RAW DATA
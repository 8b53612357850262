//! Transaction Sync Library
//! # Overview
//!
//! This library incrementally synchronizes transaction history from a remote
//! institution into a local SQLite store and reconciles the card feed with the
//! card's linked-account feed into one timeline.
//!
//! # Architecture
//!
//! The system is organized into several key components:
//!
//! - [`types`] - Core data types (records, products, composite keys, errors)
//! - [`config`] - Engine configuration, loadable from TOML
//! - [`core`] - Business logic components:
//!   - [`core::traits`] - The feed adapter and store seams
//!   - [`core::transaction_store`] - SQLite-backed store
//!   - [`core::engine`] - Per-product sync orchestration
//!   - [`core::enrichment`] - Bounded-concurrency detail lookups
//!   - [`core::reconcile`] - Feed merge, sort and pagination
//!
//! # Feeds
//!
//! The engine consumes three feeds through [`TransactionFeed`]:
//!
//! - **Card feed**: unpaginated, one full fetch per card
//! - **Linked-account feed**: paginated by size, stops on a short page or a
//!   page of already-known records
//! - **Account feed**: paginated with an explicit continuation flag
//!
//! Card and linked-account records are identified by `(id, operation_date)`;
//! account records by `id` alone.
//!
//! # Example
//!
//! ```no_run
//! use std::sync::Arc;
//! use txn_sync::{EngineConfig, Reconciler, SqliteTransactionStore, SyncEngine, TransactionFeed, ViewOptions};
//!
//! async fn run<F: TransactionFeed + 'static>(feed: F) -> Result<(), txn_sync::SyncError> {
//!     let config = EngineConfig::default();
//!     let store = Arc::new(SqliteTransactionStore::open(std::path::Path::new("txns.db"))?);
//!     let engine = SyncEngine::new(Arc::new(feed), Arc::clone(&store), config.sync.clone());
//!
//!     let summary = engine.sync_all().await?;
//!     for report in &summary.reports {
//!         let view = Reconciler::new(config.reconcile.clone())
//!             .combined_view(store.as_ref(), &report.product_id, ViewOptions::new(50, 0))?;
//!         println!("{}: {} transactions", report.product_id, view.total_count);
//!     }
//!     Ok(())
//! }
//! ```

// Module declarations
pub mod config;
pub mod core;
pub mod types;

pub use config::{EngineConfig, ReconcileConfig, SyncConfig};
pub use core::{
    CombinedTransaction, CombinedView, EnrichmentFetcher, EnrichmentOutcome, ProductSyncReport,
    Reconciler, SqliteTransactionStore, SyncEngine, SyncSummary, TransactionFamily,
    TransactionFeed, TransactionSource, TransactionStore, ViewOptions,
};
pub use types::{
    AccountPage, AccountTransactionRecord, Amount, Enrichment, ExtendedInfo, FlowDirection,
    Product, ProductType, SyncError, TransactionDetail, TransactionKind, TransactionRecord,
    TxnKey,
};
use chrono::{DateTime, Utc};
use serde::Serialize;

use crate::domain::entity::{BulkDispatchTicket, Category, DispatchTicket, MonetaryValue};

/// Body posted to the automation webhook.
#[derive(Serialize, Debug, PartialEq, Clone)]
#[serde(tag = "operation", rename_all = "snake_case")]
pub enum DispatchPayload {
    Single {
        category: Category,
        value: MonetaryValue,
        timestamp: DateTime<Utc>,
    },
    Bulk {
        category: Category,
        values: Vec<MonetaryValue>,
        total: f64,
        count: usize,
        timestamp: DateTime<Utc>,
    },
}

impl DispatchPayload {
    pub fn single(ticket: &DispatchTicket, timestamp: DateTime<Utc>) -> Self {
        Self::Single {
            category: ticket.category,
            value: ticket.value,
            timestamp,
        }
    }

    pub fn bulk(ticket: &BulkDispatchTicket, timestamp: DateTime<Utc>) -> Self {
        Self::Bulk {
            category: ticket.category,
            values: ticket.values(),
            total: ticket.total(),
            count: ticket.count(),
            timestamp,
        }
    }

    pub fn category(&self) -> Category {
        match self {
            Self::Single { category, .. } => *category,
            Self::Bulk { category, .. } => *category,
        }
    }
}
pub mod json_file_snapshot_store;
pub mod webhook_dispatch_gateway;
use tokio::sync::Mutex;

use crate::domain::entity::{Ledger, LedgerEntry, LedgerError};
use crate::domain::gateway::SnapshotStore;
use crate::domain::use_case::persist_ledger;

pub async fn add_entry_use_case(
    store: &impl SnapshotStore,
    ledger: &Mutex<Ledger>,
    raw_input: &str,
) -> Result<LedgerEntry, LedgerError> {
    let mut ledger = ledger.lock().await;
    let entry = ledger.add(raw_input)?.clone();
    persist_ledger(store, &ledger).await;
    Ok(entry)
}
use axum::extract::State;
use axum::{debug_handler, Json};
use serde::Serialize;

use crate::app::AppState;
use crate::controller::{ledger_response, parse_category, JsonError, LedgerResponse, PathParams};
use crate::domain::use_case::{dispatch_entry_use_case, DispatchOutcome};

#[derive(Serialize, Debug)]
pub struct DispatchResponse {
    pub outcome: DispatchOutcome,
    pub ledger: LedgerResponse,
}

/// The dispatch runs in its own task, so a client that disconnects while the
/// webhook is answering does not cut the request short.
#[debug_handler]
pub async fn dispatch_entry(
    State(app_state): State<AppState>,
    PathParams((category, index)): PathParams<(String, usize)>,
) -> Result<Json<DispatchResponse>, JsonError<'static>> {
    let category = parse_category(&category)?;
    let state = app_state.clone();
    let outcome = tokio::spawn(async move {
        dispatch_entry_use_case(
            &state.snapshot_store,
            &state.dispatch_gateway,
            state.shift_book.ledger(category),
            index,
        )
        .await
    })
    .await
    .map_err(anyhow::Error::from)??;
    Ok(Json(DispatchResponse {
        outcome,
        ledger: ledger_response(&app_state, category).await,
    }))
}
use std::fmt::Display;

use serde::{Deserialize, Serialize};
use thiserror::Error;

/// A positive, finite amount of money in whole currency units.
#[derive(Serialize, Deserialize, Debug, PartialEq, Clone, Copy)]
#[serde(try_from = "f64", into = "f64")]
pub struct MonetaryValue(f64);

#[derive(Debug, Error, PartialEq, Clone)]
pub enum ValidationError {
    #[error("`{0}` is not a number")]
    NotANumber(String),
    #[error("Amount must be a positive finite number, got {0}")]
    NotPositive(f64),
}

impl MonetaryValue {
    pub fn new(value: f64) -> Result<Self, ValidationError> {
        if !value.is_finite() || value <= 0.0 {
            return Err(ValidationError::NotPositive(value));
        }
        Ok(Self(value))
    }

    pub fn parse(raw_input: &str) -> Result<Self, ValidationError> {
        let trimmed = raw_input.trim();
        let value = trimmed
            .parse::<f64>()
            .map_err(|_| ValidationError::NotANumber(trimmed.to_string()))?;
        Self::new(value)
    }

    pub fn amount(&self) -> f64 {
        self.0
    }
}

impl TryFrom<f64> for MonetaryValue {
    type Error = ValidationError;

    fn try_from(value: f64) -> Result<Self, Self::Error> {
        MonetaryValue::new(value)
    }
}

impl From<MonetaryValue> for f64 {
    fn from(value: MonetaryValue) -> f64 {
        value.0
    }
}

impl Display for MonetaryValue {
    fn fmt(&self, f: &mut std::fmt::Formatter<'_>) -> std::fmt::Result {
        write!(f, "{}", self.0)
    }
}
--
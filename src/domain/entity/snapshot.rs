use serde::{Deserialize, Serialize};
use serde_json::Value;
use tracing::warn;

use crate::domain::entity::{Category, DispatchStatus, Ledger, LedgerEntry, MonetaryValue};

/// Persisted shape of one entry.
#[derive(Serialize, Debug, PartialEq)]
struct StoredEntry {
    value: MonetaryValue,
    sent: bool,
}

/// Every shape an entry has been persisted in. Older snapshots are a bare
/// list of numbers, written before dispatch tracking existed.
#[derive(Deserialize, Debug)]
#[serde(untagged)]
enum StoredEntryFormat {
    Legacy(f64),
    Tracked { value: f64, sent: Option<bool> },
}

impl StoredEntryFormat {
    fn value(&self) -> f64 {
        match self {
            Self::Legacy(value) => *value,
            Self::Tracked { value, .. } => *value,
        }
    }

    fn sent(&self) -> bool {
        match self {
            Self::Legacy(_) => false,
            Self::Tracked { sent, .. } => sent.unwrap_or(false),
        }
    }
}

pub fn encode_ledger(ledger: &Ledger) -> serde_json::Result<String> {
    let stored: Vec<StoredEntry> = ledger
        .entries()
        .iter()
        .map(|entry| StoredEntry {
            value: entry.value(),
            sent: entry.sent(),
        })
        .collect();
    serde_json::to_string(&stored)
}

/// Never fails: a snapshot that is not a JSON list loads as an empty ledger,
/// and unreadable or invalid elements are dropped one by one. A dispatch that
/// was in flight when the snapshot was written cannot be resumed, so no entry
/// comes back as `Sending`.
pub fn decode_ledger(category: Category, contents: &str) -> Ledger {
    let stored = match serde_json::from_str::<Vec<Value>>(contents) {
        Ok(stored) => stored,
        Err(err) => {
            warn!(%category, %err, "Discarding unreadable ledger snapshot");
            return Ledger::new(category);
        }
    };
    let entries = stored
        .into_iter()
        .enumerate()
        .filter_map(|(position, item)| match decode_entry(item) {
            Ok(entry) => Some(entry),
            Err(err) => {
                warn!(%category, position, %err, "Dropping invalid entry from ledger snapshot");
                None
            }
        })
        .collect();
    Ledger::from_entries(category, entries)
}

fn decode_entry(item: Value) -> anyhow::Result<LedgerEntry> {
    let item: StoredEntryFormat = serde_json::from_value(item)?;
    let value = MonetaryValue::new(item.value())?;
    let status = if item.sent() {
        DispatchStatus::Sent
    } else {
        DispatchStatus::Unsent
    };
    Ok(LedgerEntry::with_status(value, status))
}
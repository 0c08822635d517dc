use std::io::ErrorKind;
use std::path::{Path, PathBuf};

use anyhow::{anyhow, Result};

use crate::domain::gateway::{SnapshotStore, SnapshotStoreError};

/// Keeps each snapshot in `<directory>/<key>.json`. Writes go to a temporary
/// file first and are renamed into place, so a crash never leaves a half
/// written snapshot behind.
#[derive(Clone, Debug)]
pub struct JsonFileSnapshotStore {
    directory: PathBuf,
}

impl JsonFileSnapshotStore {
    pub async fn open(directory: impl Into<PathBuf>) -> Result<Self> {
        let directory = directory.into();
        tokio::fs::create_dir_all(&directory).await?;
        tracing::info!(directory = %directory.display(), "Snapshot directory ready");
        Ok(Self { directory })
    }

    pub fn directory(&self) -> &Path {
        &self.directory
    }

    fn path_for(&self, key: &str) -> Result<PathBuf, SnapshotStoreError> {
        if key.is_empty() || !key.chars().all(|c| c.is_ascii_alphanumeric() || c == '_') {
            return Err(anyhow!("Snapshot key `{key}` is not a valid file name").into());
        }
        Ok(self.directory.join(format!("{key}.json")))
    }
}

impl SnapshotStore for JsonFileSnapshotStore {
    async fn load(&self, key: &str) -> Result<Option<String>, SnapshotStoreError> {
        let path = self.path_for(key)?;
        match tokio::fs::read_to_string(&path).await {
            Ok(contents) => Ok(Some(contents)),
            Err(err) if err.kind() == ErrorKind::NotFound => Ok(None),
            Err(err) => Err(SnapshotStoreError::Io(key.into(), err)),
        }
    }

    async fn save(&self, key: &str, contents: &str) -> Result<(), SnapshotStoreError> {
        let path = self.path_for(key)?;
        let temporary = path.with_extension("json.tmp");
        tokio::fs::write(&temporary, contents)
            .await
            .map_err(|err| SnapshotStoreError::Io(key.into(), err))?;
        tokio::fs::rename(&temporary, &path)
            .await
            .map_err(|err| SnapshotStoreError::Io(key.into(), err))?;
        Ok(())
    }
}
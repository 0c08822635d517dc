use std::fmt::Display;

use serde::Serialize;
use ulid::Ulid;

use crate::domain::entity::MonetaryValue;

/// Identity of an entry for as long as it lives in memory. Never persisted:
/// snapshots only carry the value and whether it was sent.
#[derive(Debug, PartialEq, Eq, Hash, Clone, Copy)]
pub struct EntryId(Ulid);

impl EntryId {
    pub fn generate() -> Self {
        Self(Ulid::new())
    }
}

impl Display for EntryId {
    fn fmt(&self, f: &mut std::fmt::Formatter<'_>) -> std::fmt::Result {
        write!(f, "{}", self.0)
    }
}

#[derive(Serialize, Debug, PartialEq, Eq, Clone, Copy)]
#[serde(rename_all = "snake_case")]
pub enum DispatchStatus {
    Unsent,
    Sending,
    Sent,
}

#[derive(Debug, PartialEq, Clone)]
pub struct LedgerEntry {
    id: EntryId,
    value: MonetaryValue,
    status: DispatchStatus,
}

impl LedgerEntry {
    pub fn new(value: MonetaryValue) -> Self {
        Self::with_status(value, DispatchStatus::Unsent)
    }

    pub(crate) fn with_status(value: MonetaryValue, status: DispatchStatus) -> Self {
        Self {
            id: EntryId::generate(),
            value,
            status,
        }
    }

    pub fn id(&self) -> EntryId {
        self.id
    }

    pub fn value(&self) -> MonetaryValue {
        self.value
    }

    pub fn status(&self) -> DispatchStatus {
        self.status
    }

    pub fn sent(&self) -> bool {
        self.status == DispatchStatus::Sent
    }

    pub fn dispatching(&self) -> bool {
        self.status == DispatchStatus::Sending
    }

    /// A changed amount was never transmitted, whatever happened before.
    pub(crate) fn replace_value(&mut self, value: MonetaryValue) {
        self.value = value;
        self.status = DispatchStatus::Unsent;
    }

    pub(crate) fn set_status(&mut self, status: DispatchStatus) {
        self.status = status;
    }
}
* * *
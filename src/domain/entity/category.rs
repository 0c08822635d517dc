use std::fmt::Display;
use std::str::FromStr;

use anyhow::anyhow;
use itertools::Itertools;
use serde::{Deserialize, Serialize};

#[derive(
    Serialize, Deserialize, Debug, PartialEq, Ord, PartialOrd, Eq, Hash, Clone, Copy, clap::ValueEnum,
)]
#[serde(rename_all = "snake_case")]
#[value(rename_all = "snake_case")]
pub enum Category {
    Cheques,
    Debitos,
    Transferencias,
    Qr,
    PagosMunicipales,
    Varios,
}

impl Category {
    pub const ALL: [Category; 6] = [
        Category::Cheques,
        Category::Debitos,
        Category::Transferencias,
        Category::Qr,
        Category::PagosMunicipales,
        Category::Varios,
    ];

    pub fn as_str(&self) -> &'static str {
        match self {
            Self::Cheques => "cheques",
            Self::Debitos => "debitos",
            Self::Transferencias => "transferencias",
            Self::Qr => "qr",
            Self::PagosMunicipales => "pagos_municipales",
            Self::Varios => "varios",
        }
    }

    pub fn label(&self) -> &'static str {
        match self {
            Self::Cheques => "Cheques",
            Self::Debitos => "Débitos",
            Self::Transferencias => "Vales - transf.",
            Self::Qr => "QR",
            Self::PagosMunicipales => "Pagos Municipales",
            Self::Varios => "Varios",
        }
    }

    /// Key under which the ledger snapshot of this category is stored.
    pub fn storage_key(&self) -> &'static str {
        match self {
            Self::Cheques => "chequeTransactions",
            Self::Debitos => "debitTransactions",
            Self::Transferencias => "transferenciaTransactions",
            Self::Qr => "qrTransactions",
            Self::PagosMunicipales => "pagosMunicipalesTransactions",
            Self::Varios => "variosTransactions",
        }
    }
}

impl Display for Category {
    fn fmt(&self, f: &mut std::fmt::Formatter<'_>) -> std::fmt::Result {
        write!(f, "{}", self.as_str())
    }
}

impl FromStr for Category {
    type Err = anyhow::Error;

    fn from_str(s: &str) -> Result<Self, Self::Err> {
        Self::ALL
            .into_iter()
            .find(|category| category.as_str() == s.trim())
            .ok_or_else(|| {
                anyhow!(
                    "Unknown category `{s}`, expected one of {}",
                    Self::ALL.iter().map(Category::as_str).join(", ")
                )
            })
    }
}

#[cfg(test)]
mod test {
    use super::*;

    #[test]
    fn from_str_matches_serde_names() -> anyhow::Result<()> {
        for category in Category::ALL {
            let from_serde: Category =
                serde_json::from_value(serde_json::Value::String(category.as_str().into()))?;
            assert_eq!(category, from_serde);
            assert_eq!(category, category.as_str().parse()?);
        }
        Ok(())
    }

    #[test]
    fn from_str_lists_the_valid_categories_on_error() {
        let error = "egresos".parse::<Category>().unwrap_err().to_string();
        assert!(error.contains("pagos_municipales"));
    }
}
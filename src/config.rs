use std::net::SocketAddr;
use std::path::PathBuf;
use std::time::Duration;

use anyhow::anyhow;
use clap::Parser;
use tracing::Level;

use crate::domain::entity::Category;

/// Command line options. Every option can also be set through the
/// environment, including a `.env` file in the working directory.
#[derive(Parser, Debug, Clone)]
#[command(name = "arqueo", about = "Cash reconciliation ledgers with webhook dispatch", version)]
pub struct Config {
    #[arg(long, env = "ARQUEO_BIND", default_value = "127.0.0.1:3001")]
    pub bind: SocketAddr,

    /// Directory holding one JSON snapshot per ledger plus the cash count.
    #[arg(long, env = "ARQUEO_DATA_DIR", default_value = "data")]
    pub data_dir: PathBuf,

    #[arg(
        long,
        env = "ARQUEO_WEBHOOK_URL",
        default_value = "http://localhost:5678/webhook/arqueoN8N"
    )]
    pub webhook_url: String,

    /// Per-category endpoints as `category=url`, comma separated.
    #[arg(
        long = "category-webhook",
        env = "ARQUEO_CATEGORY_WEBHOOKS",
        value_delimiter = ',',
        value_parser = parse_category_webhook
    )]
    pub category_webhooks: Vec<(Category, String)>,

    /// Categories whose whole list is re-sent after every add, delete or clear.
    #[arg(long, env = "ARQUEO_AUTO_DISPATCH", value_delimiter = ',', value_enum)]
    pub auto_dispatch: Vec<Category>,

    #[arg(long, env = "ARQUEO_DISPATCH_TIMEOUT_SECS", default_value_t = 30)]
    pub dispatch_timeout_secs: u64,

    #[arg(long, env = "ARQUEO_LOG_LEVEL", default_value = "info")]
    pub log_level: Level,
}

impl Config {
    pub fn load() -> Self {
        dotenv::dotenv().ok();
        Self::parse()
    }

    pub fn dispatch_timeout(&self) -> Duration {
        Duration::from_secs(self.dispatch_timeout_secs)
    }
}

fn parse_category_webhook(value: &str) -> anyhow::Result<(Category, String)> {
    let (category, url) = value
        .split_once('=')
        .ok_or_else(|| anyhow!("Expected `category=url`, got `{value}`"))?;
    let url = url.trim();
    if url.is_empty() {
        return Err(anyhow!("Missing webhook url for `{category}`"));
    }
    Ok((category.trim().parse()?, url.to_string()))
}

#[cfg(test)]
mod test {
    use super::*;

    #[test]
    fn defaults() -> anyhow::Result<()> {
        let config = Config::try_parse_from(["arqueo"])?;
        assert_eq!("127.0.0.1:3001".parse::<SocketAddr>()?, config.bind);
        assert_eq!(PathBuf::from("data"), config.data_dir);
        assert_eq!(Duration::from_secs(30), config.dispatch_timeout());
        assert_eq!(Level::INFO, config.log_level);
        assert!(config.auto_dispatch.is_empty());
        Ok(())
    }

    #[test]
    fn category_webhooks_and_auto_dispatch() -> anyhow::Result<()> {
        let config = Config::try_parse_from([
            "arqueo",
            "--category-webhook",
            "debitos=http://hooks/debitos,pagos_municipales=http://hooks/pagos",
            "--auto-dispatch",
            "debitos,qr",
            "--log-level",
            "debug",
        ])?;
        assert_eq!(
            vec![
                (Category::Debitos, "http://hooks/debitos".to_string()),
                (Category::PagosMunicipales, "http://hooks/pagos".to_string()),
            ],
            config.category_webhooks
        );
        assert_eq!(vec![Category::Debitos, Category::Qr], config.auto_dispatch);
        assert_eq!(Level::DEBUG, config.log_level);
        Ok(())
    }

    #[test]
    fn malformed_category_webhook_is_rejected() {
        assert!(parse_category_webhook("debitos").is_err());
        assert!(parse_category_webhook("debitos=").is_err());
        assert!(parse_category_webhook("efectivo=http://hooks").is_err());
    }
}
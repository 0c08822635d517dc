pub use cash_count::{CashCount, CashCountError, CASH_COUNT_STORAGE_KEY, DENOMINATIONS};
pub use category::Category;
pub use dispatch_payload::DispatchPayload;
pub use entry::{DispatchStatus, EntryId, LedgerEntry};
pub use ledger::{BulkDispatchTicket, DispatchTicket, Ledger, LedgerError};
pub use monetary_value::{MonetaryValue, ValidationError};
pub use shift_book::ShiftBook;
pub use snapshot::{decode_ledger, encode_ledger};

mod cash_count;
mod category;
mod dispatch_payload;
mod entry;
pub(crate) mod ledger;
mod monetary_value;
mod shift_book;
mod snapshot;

REQUIRED WORK
Across the records above, return every line that contains the word "entries".

RESPONSE TO THE EXERCISE
        .entries()
    let entries = stored
    Ledger::from_entries(category, entries)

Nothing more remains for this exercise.